Assignment: Search the listing below for the string "Option" and copy every line where it occurs.
** Opening Dataset records block **
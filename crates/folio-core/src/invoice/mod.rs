//! Invoice field extraction and template classification.

pub mod classifier;
pub mod extractor;
pub mod normalize;

pub use classifier::{Classification, ClassificationScore, TemplateClassifier};
pub use extractor::{extract_fields, try_extract_field, try_extract_fields, FieldResults};
pub use normalize::{normalize_amount, normalize_date, normalize_document_number};

use serde::{Deserialize, Serialize};

use crate::models::template::{InvoiceFieldSet, Template};

/// One processed invoice, ready for export.
#[derive(Debug, Clone, Default, PartialEq, Eq, Serialize, Deserialize)]
#[serde(rename_all = "camelCase")]
pub struct InvoiceRow {
    /// Source file name.
    pub file: String,
    pub fields: InvoiceFieldSet,
    /// Template used for extraction, `None` when nothing matched.
    pub template_name: Option<String>,
    #[serde(skip_serializing_if = "Option::is_none")]
    pub official_export_name: Option<String>,
}

impl InvoiceRow {
    pub fn new(file: impl Into<String>, fields: InvoiceFieldSet, template: Option<&Template>) -> Self {
        Self {
            file: file.into(),
            fields,
            template_name: template.map(|t| t.name.clone()),
            official_export_name: template.and_then(|t| t.official_export_name.clone()),
        }
    }

    /// Supplier name for exports: the template's official name when set,
    /// otherwise the extracted one.
    pub fn export_supplier_name(&self) -> Option<&str> {
        self.official_export_name
            .as_deref()
            .filter(|n| !n.trim().is_empty())
            .or(self.fields.supplier_name.as_deref())
    }
}

#[cfg(test)]
mod tests {
    use super::*;

    #[test]
    fn test_export_name_preferred() {
        let template = Template::new("acme").with_export_name("ACME Trading Sdn. Bhd.");
        let fields = InvoiceFieldSet {
            supplier_name: Some("ACME".to_string()),
            ..Default::default()
        };
        let row = InvoiceRow::new("a.pdf", fields, Some(&template));

        assert_eq!(row.template_name.as_deref(), Some("acme"));
        assert_eq!(row.export_supplier_name(), Some("ACME Trading Sdn. Bhd."));
    }

    #[test]
    fn test_extracted_name_without_export_name() {
        let fields = InvoiceFieldSet {
            supplier_name: Some("ACME".to_string()),
            ..Default::default()
        };
        let row = InvoiceRow::new("a.pdf", fields, None);

        assert_eq!(row.template_name, None);
        assert_eq!(row.export_supplier_name(), Some("ACME"));
    }
}
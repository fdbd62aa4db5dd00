//! Layout reconstruction from positioned text fragments.
//!
//! Two strategies turn an unordered page of fragments into reading order:
//! - line grouping for tabular documents, one string per rounded y
//! - streaming accumulation for flowing documents, breaking on y jumps

mod lines;

pub use lines::{
    group_lines, group_page_lines, reconstruct_page_lines, reconstruct_page_text, reconstruct_text,
};

use serde::{Deserialize, Serialize};

/// Default vertical distance that separates two flowing lines.
pub const DEFAULT_LINE_THRESHOLD: f64 = 5.0;

/// One positioned run of characters on a page.
#[derive(Debug, Clone, PartialEq, Serialize, Deserialize)]
pub struct TextFragment {
    /// Characters in this run.
    pub text: String,
    /// Horizontal position (PDF units, left to right).
    pub x: f64,
    /// Vertical position (PDF units, bottom to top).
    pub y: f64,
}

impl TextFragment {
    pub fn new(text: impl Into<String>, x: f64, y: f64) -> Self {
        Self {
            text: text.into(),
            x,
            y,
        }
    }

    /// Build a fragment from a 2D affine transform `[a, b, c, d, e, f]`,
    /// taking the translation components as position.
    pub fn from_transform(text: impl Into<String>, transform: &[f64; 6]) -> Self {
        Self::new(text, transform[4], transform[5])
    }
}

/// All fragments of one page, in encounter order.
#[derive(Debug, Clone, Default, PartialEq, Serialize, Deserialize)]
pub struct Page {
    pub fragments: Vec<TextFragment>,
}

impl Page {
    pub fn new(fragments: Vec<TextFragment>) -> Self {
        Self { fragments }
    }

    pub fn is_empty(&self) -> bool {
        self.fragments.is_empty()
    }

    pub fn len(&self) -> usize {
        self.fragments.len()
    }
}

impl From<Vec<TextFragment>> for Page {
    fn from(fragments: Vec<TextFragment>) -> Self {
        Self::new(fragments)
    }
}

impl FromIterator<TextFragment> for Page {
    fn from_iter<I: IntoIterator<Item = TextFragment>>(iter: I) -> Self {
        Self::new(iter.into_iter().collect())
    }
}
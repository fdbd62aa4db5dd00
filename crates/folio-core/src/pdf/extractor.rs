//! Positioned text extraction using lopdf.

use std::collections::BTreeMap;
use std::path::Path;

use lopdf::content::{Content, Operation};
use lopdf::{Document, Encoding, Object, ObjectId};
use tracing::{debug, trace};

use super::{FragmentSource, Result};
use crate::error::PdfError;
use crate::layout::{Page, TextFragment};

/// Affine matrix `[a, b, c, d, e, f]` in PDF row-vector convention.
type Matrix = [f64; 6];

const IDENTITY: Matrix = [1.0, 0.0, 0.0, 1.0, 0.0, 0.0];

/// TJ adjustments below this (thousandths of an em) read as a word gap.
const TJ_SPACE_THRESHOLD: f64 = -200.0;

fn multiply(m1: &Matrix, m2: &Matrix) -> Matrix {
    [
        m1[0] * m2[0] + m1[1] * m2[2],
        m1[0] * m2[1] + m1[1] * m2[3],
        m1[2] * m2[0] + m1[3] * m2[2],
        m1[2] * m2[1] + m1[3] * m2[3],
        m1[4] * m2[0] + m1[5] * m2[2] + m2[4],
        m1[4] * m2[1] + m1[5] * m2[3] + m2[5],
    ]
}

fn translation(tx: f64, ty: f64) -> Matrix {
    [1.0, 0.0, 0.0, 1.0, tx, ty]
}

fn number(obj: &Object) -> Option<f64> {
    match obj {
        Object::Integer(i) => Some(*i as f64),
        Object::Real(r) => Some(*r as f64),
        _ => None,
    }
}

fn numbers<const N: usize>(operands: &[Object]) -> Option<[f64; N]> {
    if operands.len() < N {
        return None;
    }
    let mut out = [0.0; N];
    for (slot, obj) in out.iter_mut().zip(operands) {
        *slot = number(obj)?;
    }
    Some(out)
}

/// Decode a PDF string without font information: UTF-16BE when it carries
/// a BOM, Latin-1 otherwise.
fn decode_pdf_string(bytes: &[u8]) -> String {
    if let Some(utf16) = bytes.strip_prefix(&[0xFE, 0xFF]) {
        let units: Vec<u16> = utf16
            .chunks_exact(2)
            .map(|pair| u16::from_be_bytes([pair[0], pair[1]]))
            .collect();
        return String::from_utf16_lossy(&units);
    }
    bytes.iter().map(|&b| b as char).collect()
}

/// Font encodings of one page, keyed by resource name (`F1`).
struct PageFonts<'a> {
    encodings: BTreeMap<Vec<u8>, Encoding<'a>>,
}

impl<'a> PageFonts<'a> {
    fn load(document: &'a Document, page_id: ObjectId) -> Self {
        let fonts = match document.get_page_fonts(page_id) {
            Ok(fonts) => fonts,
            Err(e) => {
                debug!("No font resources for page {:?}: {}", page_id, e);
                BTreeMap::new()
            }
        };

        let encodings = fonts
            .into_iter()
            .filter_map(|(name, font)| match font.get_font_encoding(document) {
                Ok(encoding) => Some((name, encoding)),
                Err(e) => {
                    debug!("Font {} has no usable encoding: {}", String::from_utf8_lossy(&name), e);
                    None
                }
            })
            .collect();

        Self { encodings }
    }

    /// Decode a shown string through the named font, falling back to
    /// [`decode_pdf_string`] when the font is unknown or cannot map it.
    fn decode(&self, font: Option<&[u8]>, bytes: &[u8]) -> String {
        if bytes.starts_with(&[0xFE, 0xFF]) {
            return decode_pdf_string(bytes);
        }

        let decoded = font
            .and_then(|name| self.encodings.get(name))
            .and_then(|encoding| Document::decode_text(encoding, bytes).ok());
        match decoded {
            Some(text) if !text.is_empty() => text,
            _ => decode_pdf_string(bytes),
        }
    }

    /// Text of a TJ array, with wide negative adjustments read as spaces.
    fn decode_array(&self, font: Option<&[u8]>, items: &[Object]) -> String {
        let mut text = String::new();
        for item in items {
            match item {
                Object::String(bytes, _) => text.push_str(&self.decode(font, bytes)),
                other => {
                    if number(other).is_some_and(|adj| adj < TJ_SPACE_THRESHOLD) && !text.ends_with(' ') {
                        text.push(' ');
                    }
                }
            }
        }
        text
    }
}

/// Graphics and text state while walking one content stream.
struct TextState {
    ctm: Matrix,
    saved: Vec<Matrix>,
    text_matrix: Matrix,
    line_matrix: Matrix,
    leading: f64,
    /// Resource name from the last `Tf`; persists across text objects.
    font: Option<Vec<u8>>,
    fragments: Vec<TextFragment>,
}

impl TextState {
    fn new() -> Self {
        Self {
            ctm: IDENTITY,
            saved: Vec::new(),
            text_matrix: IDENTITY,
            line_matrix: IDENTITY,
            leading: 0.0,
            font: None,
            fragments: Vec::new(),
        }
    }

    fn move_line(&mut self, tx: f64, ty: f64) {
        self.line_matrix = multiply(&translation(tx, ty), &self.line_matrix);
        self.text_matrix = self.line_matrix;
    }

    fn next_line(&mut self) {
        self.move_line(0.0, -self.leading);
    }

    fn show(&mut self, text: String) {
        if text.trim().is_empty() {
            return;
        }
        let position = multiply(&self.text_matrix, &self.ctm);
        self.fragments
            .push(TextFragment::from_transform(text, &position));
    }

    fn apply(&mut self, op: &Operation, fonts: &PageFonts) {
        let operands = op.operands.as_slice();
        match op.operator.as_str() {
            "q" => self.saved.push(self.ctm),
            "Q" => {
                if let Some(ctm) = self.saved.pop() {
                    self.ctm = ctm;
                }
            }
            "cm" => {
                if let Some(m) = numbers::<6>(operands) {
                    self.ctm = multiply(&m, &self.ctm);
                }
            }
            "BT" => {
                self.text_matrix = IDENTITY;
                self.line_matrix = IDENTITY;
            }
            "Tm" => {
                if let Some(m) = numbers::<6>(operands) {
                    self.text_matrix = m;
                    self.line_matrix = m;
                }
            }
            "Td" => {
                if let Some([tx, ty]) = numbers::<2>(operands) {
                    self.move_line(tx, ty);
                }
            }
            "TD" => {
                if let Some([tx, ty]) = numbers::<2>(operands) {
                    self.leading = -ty;
                    self.move_line(tx, ty);
                }
            }
            "TL" => {
                if let Some([leading]) = numbers::<1>(operands) {
                    self.leading = leading;
                }
            }
            "Tf" => {
                if let Some(Ok(name)) = operands.first().map(Object::as_name) {
                    self.font = Some(name.to_vec());
                }
            }
            "T*" => self.next_line(),
            "Tj" => {
                if let Some(Object::String(bytes, _)) = operands.first() {
                    let text = fonts.decode(self.font.as_deref(), bytes);
                    self.show(text);
                }
            }
            "TJ" => {
                if let Some(Object::Array(items)) = operands.first() {
                    let text = fonts.decode_array(self.font.as_deref(), items);
                    self.show(text);
                }
            }
            "'" => {
                self.next_line();
                if let Some(Object::String(bytes, _)) = operands.first() {
                    let text = fonts.decode(self.font.as_deref(), bytes);
                    self.show(text);
                }
            }
            "\"" => {
                self.next_line();
                if let Some(Object::String(bytes, _)) = operands.get(2) {
                    let text = fonts.decode(self.font.as_deref(), bytes);
                    self.show(text);
                }
            }
            _ => {}
        }
    }
}

/// Fragment source reading a PDF's text layer.
pub struct PdfFragmentSource {
    document: Document,
    page_ids: Vec<ObjectId>,
}

impl PdfFragmentSource {
    /// Parse a PDF from memory. Documents encrypted with an empty user
    /// password are decrypted.
    pub fn load(data: &[u8]) -> Result<Self> {
        let mut document = Document::load_mem(data).map_err(|e| PdfError::Parse(e.to_string()))?;

        if document.is_encrypted() {
            if document.decrypt("").is_err() {
                return Err(PdfError::Encrypted);
            }
            debug!("Decrypted PDF with empty password");
        }

        let page_ids: Vec<ObjectId> = document.get_pages().into_values().collect();
        if page_ids.is_empty() {
            return Err(PdfError::NoPages);
        }

        debug!("Loaded PDF with {} pages", page_ids.len());
        Ok(Self { document, page_ids })
    }

    /// Read and parse a PDF file.
    pub fn open(path: impl AsRef<Path>) -> Result<Self> {
        let path = path.as_ref();
        let data = std::fs::read(path)
            .map_err(|e| PdfError::Parse(format!("{}: {}", path.display(), e)))?;
        Self::load(&data)
    }
}

impl FragmentSource for PdfFragmentSource {
    fn page_count(&self) -> usize {
        self.page_ids.len()
    }

    fn page_fragments(&self, index: usize) -> Result<Page> {
        let page_id = *self.page_ids.get(index).ok_or(PdfError::InvalidPage(index))?;

        let raw = self
            .document
            .get_page_content(page_id)
            .map_err(|e| PdfError::ContentDecode {
                page: index,
                reason: e.to_string(),
            })?;
        let content = Content::decode(&raw).map_err(|e| PdfError::ContentDecode {
            page: index,
            reason: e.to_string(),
        })?;

        let fonts = PageFonts::load(&self.document, page_id);
        let mut state = TextState::new();
        for op in &content.operations {
            state.apply(op, &fonts);
        }

        trace!("Page {}: {} fragments", index, state.fragments.len());
        Ok(Page::new(state.fragments))
    }
}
** Closing Dataset records block **
Result of this task:
    pub template_name: Option<String>,
    #[serde(skip_serializing_if = "Option::is_none")]
    pub official_export_name: Option<String>,
    pub fn new(file: impl Into<String>, fields: InvoiceFieldSet, template: Option<&Template>) -> Self {
    pub fn export_supplier_name(&self) -> Option<&str> {
fn number(obj: &Object) -> Option<f64> {
fn numbers<const N: usize>(operands: &[Object]) -> Option<[f64; N]> {
    fn decode(&self, font: Option<&[u8]>, bytes: &[u8]) -> String {
    fn decode_array(&self, font: Option<&[u8]>, items: &[Object]) -> String {
    font: Option<Vec<u8>>,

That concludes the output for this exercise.